São Paulo, domingo, 23 de julho de 2006

Texto Anterior | Próximo Texto | Índice

+ religião

Uma conversa afiada

Melhora da imagem internacional e interesse no grande número de fiéis aproximam China e Vaticano

HENRI TINCQ

Como 10 milhões de católicos poderiam fazer a China tremer? Qual o peso de um anão político como o Vaticano diante do país-continente mais povoado do mundo e comercialmente o mais conquistador?
Essas perguntas ressurgem com a recorrente polêmica sobre as nomeações de bispos, que, na escala dos desafios políticos da China e espirituais do cristianismo, parece irrisória, mas não é menos típica de um confronto de gigantes.
De um lado, um regime comunista que quer melhorar sua imagem internacional sem ceder um centímetro em sua supremacia ideológica; do outro, uma potência espiritual para a qual a liberdade religiosa é a "mãe" de todas as liberdades. Para a igreja, a liberdade de nomear bispos é uma garantia de independência diante das pressões políticas.
Suas relações com as monarquias absolutas e os regimes totalitários sempre foram conduzidas por esse princípio.
Há um ano acreditávamos em uma trégua. Pequim havia demonstrado certo descontentamento pela presença, em Roma, do presidente de Taiwan -que tem relações diplomáticas com o Vaticano- nos funerais de João Paulo 2º. Trocas de gentilezas haviam se seguido à eleição de Bento 16, em 2005.
Em março, a promoção a cardeal do bispo de Hong Kong, monsenhor Joseph Zen, notório opositor, havia provocado apenas uma situação de alerta.

Recuo de Pequim
Começou-se a falar em "normalização", ainda mais plausível porque em um ano ocorreram quatro ordenações de bispos da igreja "oficial" em Xangai, Xian, Wanxian e Suzhou, com o acordo das duas partes. Designados "democraticamente" -por intermédio da Associação Patriótica dos Católicos-, esses bispos obtiveram o consentimento do papa.
Desde então Pequim recuou. Dois outros bispos foram ordenados no final de abril em Kunming (Yunnan) e em Anhui sem o acordo prévio de Roma.
Um terceiro foi promovido em Fujian nas mesmas condições. Medidas unilaterais que lembram as humilhações de outrora e reforçam o campo dos inimigos do diálogo, tanto no Vaticano quanto entre os milhões de cristãos chineses que praticam clandestinamente sua fé e continuam sendo perseguidos.
O papa deu a conhecer seu "profundo desprazer", antes de brandir a ameaça de sanção suprema: a excomunhão dos bispos assim consagrados. Devemos ver aí o fim das esperanças de restabelecimento das relações que os otimistas anunciavam para 2008, ano dos Jogos Olímpicos da China, um encontro que exige avanços das liberdades e dos direitos humanos?
O jogo do quente e do frio continua.
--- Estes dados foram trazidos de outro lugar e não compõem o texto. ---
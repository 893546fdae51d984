//! Per-chat conversation memory
//!
//! Each chat id owns one [`Conversation`] behind its own mutex. The store is
//! an LRU, so idle chats are forgotten once `max_conversations` is exceeded.

use std::collections::VecDeque;
use std::num::NonZeroUsize;
use std::sync::Arc;

use lru::LruCache;
use tokio::sync::Mutex;

use super::llm::ChatMessage;

/// One completed exchange
#[derive(Debug, Clone, PartialEq, Eq)]
pub struct Turn {
    pub user: String,
    pub assistant: String,
}

/// Bounded history of one chat
#[derive(Debug)]
pub struct Conversation {
    turns: VecDeque<Turn>,
    max_turns: usize,
}

impl Conversation {
    /// Empty conversation keeping at most `max_turns` turns
    #[must_use]
    pub fn new(max_turns: usize) -> Self {
        Self {
            turns: VecDeque::with_capacity(max_turns.min(64)),
            max_turns,
        }
    }

    /// Append a turn, evicting the oldest beyond the window
    pub fn push(&mut self, turn: Turn) {
        if self.max_turns == 0 {
            return;
        }
        while self.turns.len() >= self.max_turns {
            self.turns.pop_front();
        }
        self.turns.push_back(turn);
    }

    #[must_use]
    pub fn len(&self) -> usize {
        self.turns.len()
    }

    #[must_use]
    pub fn is_empty(&self) -> bool {
        self.turns.is_empty()
    }

    /// Turns, oldest first
    pub fn turns(&self) -> impl Iterator<Item = &Turn> {
        self.turns.iter()
    }

    /// History as alternating user/assistant messages
    #[must_use]
    pub fn to_messages(&self) -> Vec<ChatMessage> {
        self.turns
            .iter()
            .flat_map(|t| [ChatMessage::user(&t.user), ChatMessage::assistant(&t.assistant)])
            .collect()
    }
}

/// Conversations keyed by chat id
pub struct ConversationStore {
    conversations: Mutex<LruCache<String, Arc<Mutex<Conversation>>>>,
    history_turns: usize,
}

impl ConversationStore {
    /// Create a store holding up to `max_conversations` chats of `history_turns` turns each
    #[must_use]
    pub fn new(max_conversations: usize, history_turns: usize) -> Self {
        let capacity = NonZeroUsize::new(max_conversations).unwrap_or(NonZeroUsize::MIN);
        Self {
            conversations: Mutex::new(LruCache::new(capacity)),
            history_turns,
        }
    }

    /// Conversation for `key`, created empty on first use
    pub async fn conversation(&self, key: &str) -> Arc<Mutex<Conversation>> {
        let mut conversations = self.conversations.lock().await;
        Arc::clone(conversations.get_or_insert(key.to_string(), || {
            tracing::debug!(conversation = key, "new conversation");
            Arc::new(Mutex::new(Conversation::new(self.history_turns)))
        }))
    }

    /// Number of conversations currently held
    pub async fn len(&self) -> usize {
        self.conversations.lock().await.len()
    }
}
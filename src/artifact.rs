//! Work directory and scoped audio artifacts
//!
//! Every downloaded or synthesized file lives under one work directory and is
//! owned by an [`Artifact`]. Dropping the artifact removes the file (through
//! [`tempfile::TempPath`]), so a pipeline run cleans up after itself on every
//! exit path.

use std::path::{Path, PathBuf};

use tempfile::TempPath;

use crate::{Error, Result};

/// Directory holding the relay's temporary audio files
#[derive(Debug, Clone)]
pub struct WorkDir {
    root: PathBuf,
    keep_artifacts: bool,
}

impl WorkDir {
    /// Create the work directory if it is missing
    ///
    /// # Errors
    ///
    /// Returns error if the directory cannot be created
    pub fn create(root: impl Into<PathBuf>, keep_artifacts: bool) -> Result<Self> {
        let root = root.into();
        std::fs::create_dir_all(&root)?;
        tracing::debug!(path = %root.display(), keep_artifacts, "work directory ready");
        Ok(Self {
            root,
            keep_artifacts,
        })
    }

    /// Root path of the work directory
    #[must_use]
    pub fn root(&self) -> &Path {
        &self.root
    }

    /// Path for a file named `file_name` inside the work directory
    ///
    /// Path separators and other unsafe characters in `file_name` are
    /// replaced so the result never escapes the root.
    #[must_use]
    pub fn path_for(&self, file_name: &str) -> PathBuf {
        self.root.join(sanitize_file_name(file_name))
    }

    /// Create a new, uniquely named file `<stem>-<random>.<extension>`
    ///
    /// The returned path removes the file when dropped, so a download that
    /// fails midway leaves nothing behind. Hand it to [`WorkDir::artifact`]
    /// once the file is complete.
    ///
    /// # Errors
    ///
    /// Returns error if the file cannot be created
    pub fn create_file(&self, stem: &str, extension: &str) -> Result<(std::fs::File, TempPath)> {
        let file = tempfile::Builder::new()
            .prefix(&format!("{}-", sanitize_file_name(stem)))
            .suffix(&format!(".{}", sanitize_file_name(extension)))
            .tempfile_in(&self.root)?;
        Ok(file.into_parts())
    }

    /// Take ownership of a finished file inside the work directory
    ///
    /// # Errors
    ///
    /// Returns error if the file should be kept but cannot be detached from
    /// its cleanup guard
    pub fn artifact(&self, temp: TempPath) -> Result<Artifact> {
        if self.keep_artifacts {
            let path = temp.keep().map_err(|e| Error::Io(e.error))?;
            Ok(Artifact::retained(path))
        } else {
            Ok(Artifact {
                inner: ArtifactPath::Scoped(temp),
            })
        }
    }
}

/// Replace everything outside `[A-Za-z0-9._-]` with `_`
fn sanitize_file_name(name: &str) -> String {
    let cleaned: String = name
        .chars()
        .map(|c| {
            if c.is_ascii_alphanumeric() || matches!(c, '.' | '_' | '-') {
                c
            } else {
                '_'
            }
        })
        .collect();

    // "." and ".." would resolve to the directory itself or its parent
    if cleaned.chars().all(|c| c == '.') {
        format!("_{cleaned}")
    } else {
        cleaned
    }
}

/// A local audio file owned by one pipeline run
#[derive(Debug)]
pub struct Artifact {
    inner: ArtifactPath,
}

#[derive(Debug)]
enum ArtifactPath {
    /// Deleted when the artifact is dropped
    Scoped(TempPath),
    /// Left on disk
    Retained(PathBuf),
}

impl Artifact {
    /// Artifact whose file is deleted on drop
    #[must_use]
    pub fn scoped(path: PathBuf) -> Self {
        Self {
            inner: ArtifactPath::Scoped(TempPath::from_path(path)),
        }
    }

    /// Artifact whose file stays on disk
    #[must_use]
    pub const fn retained(path: PathBuf) -> Self {
        Self {
            inner: ArtifactPath::Retained(path),
        }
    }

    /// Location of the file
    #[must_use]
    pub fn path(&self) -> &Path {
        match &self.inner {
            ArtifactPath::Scoped(temp) => &**temp,
            ArtifactPath::Retained(path) => path.as_path(),
        }
    }

    /// File name component, used as the display name of voice replies
    #[must_use]
    pub fn file_name(&self) -> String {
        self.path()
            .file_name()
            .map_or_else(|| "audio".to_string(), |n| n.to_string_lossy().into_owned())
    }
}
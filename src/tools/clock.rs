//! Current time tool

use async_trait::async_trait;
use chrono::{SecondsFormat, Utc};

use super::Tool;
use crate::Result;

/// Reports the current UTC time
pub struct ClockTool;

#[async_trait]
impl Tool for ClockTool {
    fn name(&self) -> &'static str {
        "current_time"
    }

    fn description(&self) -> &'static str {
        "Get the current date and time in UTC (RFC 3339)."
    }

    fn parameters(&self) -> serde_json::Value {
        serde_json::json!({"type": "object", "properties": {}})
    }

    async fn execute(&self, _arguments: &str) -> Result<String> {
        Ok(Utc::now().to_rfc3339_opts(SecondsFormat::Secs, true))
    }
}
//! Splitting of long replies to fit Telegram's message size cap
//!
//! Telegram rejects messages over 4096 characters. Text is split on
//! paragraph boundaries first, then sentences and line breaks, and only an
//! overlong run without any of those is cut at whitespace or mid-word.

/// Chunk size in bytes; a byte count never undercounts Telegram's limit
pub const MESSAGE_LIMIT: usize = 4000;

/// Split `text` into non-empty chunks of at most `limit` bytes, in order
///
/// Returns an empty vector for blank text.
#[must_use]
pub fn split_message(text: &str, limit: usize) -> Vec<String> {
    let text = text.trim();
    if text.is_empty() {
        return Vec::new();
    }
    if text.len() <= limit {
        return vec![text.to_string()];
    }

    pack(text.split("\n\n"), "\n\n", limit, split_sentences)
}

fn split_sentences(text: &str, limit: usize) -> Vec<String> {
    pack(sentences(text), "", limit, split_hard)
}

/// Cut at the last whitespace before `limit`, or at `limit` itself
fn split_hard(text: &str, limit: usize) -> Vec<String> {
    let mut chunks = Vec::new();
    let mut rest = text.trim();

    while !rest.is_empty() {
        if rest.len() <= limit {
            chunks.push(rest.to_string());
            break;
        }

        let mut cut = limit;
        while !rest.is_char_boundary(cut) {
            cut -= 1;
        }
        if cut == 0 {
            // Limit smaller than one character: emit it alone
            cut = rest.chars().next().map_or(rest.len(), char::len_utf8);
        } else if let Some(ws) = rest[..cut].rfind(char::is_whitespace)
            && ws > 0
        {
            cut = ws;
        }

        let piece = rest[..cut].trim_end();
        if !piece.is_empty() {
            chunks.push(piece.to_string());
        }
        rest = rest[cut..].trim_start();
    }

    chunks
}

/// Sentence-sized pieces, each keeping its punctuation and trailing space
fn sentences(text: &str) -> Vec<&str> {
    let bytes = text.as_bytes();
    let mut pieces = Vec::new();
    let mut start = 0;

    for (i, &b) in bytes.iter().enumerate() {
        let end = match b {
            b'\n' => i + 1,
            // "1. " starts a list item rather than ending a sentence
            b'.' if i > 0 && bytes[i - 1].is_ascii_digit() => continue,
            b'.' | b'!' | b'?' if bytes.get(i + 1) == Some(&b' ') => i + 2,
            _ => continue,
        };
        if end > start {
            pieces.push(&text[start..end]);
            start = end;
        }
    }
    pieces.push(&text[start..]);

    pieces
}

/// Greedily join `pieces` with `joiner` into chunks of at most `limit` bytes
///
/// A piece that alone exceeds the limit is handed to `oversized`.
fn pack<'a>(
    pieces: impl IntoIterator<Item = &'a str>,
    joiner: &str,
    limit: usize,
    oversized: fn(&str, usize) -> Vec<String>,
) -> Vec<String> {
    let mut chunks = Vec::new();
    let mut current = String::new();

    for piece in pieces {
        if piece.trim().is_empty() {
            continue;
        }

        if piece.len() > limit {
            flush(&mut chunks, &mut current);
            chunks.extend(oversized(piece, limit));
            continue;
        }

        let joined = if current.is_empty() {
            piece.len()
        } else {
            current.len() + joiner.len() + piece.len()
        };
        if joined > limit {
            flush(&mut chunks, &mut current);
        }

        if !current.is_empty() {
            current.push_str(joiner);
        }
        current.push_str(piece);
    }

    flush(&mut chunks, &mut current);
    chunks
}

fn flush(chunks: &mut Vec<String>, current: &mut String) {
    let chunk = current.trim();
    if !chunk.is_empty() {
        chunks.push(chunk.to_string());
    }
    current.clear();
}

#[cfg(test)]
mod tests {
    use super::*;

    fn assert_fits(chunks: &[String], limit: usize) {
        assert!(!chunks.is_empty());
        for chunk in chunks {
            assert!(!chunk.is_empty());
            assert!(chunk.len() <= limit, "{} bytes: {chunk:?}", chunk.len());
        }
    }

    #[test]
    fn short_text_is_one_chunk() {
        assert_eq!(split_message("  Paris.  ", MESSAGE_LIMIT), vec!["Paris."]);
        assert!(split_message(" \n ", MESSAGE_LIMIT).is_empty());
    }

    #[test]
    fn keeps_paragraphs_together() {
        let text = "First paragraph.\n\nSecond paragraph.\n\nThird paragraph.";
        let chunks = split_message(text, 36);

        assert_eq!(chunks, vec!["First paragraph.\n\nSecond paragraph.", "Third paragraph."]);
    }

    #[test]
    fn long_paragraph_falls_back_to_sentences() {
        let text = "Hello world. This is a test. Another sentence here. And one more.";
        let chunks = split_message(text, 30);

        assert_fits(&chunks, 30);
        assert_eq!(chunks[0], "Hello world. This is a test.");
        assert_eq!(chunks.join(" "), text);
    }

    #[test]
    fn list_lines_keep_their_breaks() {
        let text = "Steps:\n1. Open the app\n2. Tap settings\n3. Pick a voice";
        let chunks = split_message(text, 32);

        assert_eq!(chunks, vec!["Steps:\n1. Open the app", "2. Tap settings\n3. Pick a voice"]);
    }

    #[test]
    fn unbroken_text_is_cut_at_whitespace_or_limit() {
        let chunks = split_message("abcdefghij", 3);
        assert_eq!(chunks, vec!["abc", "def", "ghi", "j"]);

        let chunks = split_message("lorem ipsumdolor sit", 12);
        assert_eq!(chunks, vec!["lorem", "ipsumdolor", "sit"]);
    }

    #[test]
    fn multibyte_text_is_cut_on_char_boundaries() {
        let text = "\u{1F600}".repeat(5);
        let chunks = split_message(&text, 9);

        assert_fits(&chunks, 9);
        assert_eq!(chunks.concat(), text);

        // Limit below one character still makes progress
        assert_eq!(split_message("\u{1F600}\u{1F601}", 2).len(), 2);
    }

    #[test]
    fn long_reply_fits_telegram() {
        let sentence = "The forecast calls for light rain in the afternoon. ";
        let text = sentence.repeat(200);

        let chunks = split_message(&text, MESSAGE_LIMIT);

        assert!(chunks.len() > 1);
        assert_fits(&chunks, MESSAGE_LIMIT);
        assert!(chunks.iter().all(|c| c.ends_with('.')));
    }
}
Em 19 de junho o cardeal Zen informou de Hong Kong que as "negociações" haviam sido retomadas.
O Vaticano tornou-se especialista nessa diplomacia do pingue-pongue com a China. Uma ameaça de excomunhão foi proferida em junho de 2000, depois de cinco ordenações "ilegítimas", mas ela não foi efetivada. Ainda dessa vez, Roma pretende manter a porta aberta para um reconhecimento que aliviaria os fiéis locais, restabeleceria a unidade das igrejas e teria um alcance simbólico considerável no cenário internacional.
Mas o maior problema permanece: a igreja, tal como existe em seu funcionamento hierárquico, não pode se moldar à política religiosa definida pelo governo chinês.
Pequim não move um dedo quanto a suas premissas para uma eventual "normalização": primeiro, a ruptura do Vaticano com Taiwan, onde a nunciatura chinesa se refugiou desde 1951, dois anos após a vitória da República Popular; segundo, a renúncia a "qualquer ingerência da igreja nos assuntos internos chineses".
O primeiro obstáculo deixou de existir, já que o Vaticano se diz disposto a transferir, de um dia para outro, sua nunciatura para Pequim -mesmo dando a impressão de sacrificar os 300 mil católicos taiwaneses, que pesam menos que os milhões de cristãos do continente.

Nomeações de bispos
A segunda premissa nos leva de volta à disputa sobre as nomeações de bispos. A China não ignora a relação privilegiada de todos os católicos com o papa, mas o artigo 36 da Constituição proíbe qualquer forma de submissão das religiões a uma potência estrangeira.
Pequim não pretende ceder ao Vaticano o controle das nomeações da hierarquia católica, enquanto as dioceses vagas são cada vez mais numerosas -45 dentre uma centena-, os bispos vêm das gerações de jovens fiéis -padres, religiosos ou laicos-, hoje com melhor formação nos EUA e na Europa, cujas universidades e seminários lhes abrem suas portas. Eles suportam cada vez menos seu recrutamento na Associação Patriótica de Católicos, totalmente submetida ao governo, e as restrições à liberdade de culto, de debate e de estudo.
Após as três décadas de prisões arbitrárias, condenações cruéis e destruições de locais de culto que se seguiram à tomada de poder maoísta em 1949, as restrições foram atenuadas a partir de 1978, com as reformas da era Deng Xiaoping.
Mas a direção comunista ainda se preocupa com o dinamismo religioso que atravessa toda a China, nos meios populares e intelectuais, principalmente com a disseminação das igrejas evangélicas ou católicas.
Cinco confissões -budismo, islamismo, taoísmo, protestantismo e catolicismo- têm oficialmente o direito de reunião.
Mas as igrejas que se recusam a ser arregimentadas em associações oficiais e celebram "cultos domésticos" -ao abrigo do controle policial- continuam sendo perseguidas.
O braço-de-ferro com Bento 16, para quem a reaproximação com a China é uma prioridade, é acompanhado com interesse por Washington, onde o presidente Hu Jintao foi recentemente lembrado por George Bush do valor que seu país dá à liberdade religiosa. Mas, quanto mais a China se abre às reformas econômicas e inunda os mercados mundiais, mais endurece seu monopólio ideológico sobre a sociedade.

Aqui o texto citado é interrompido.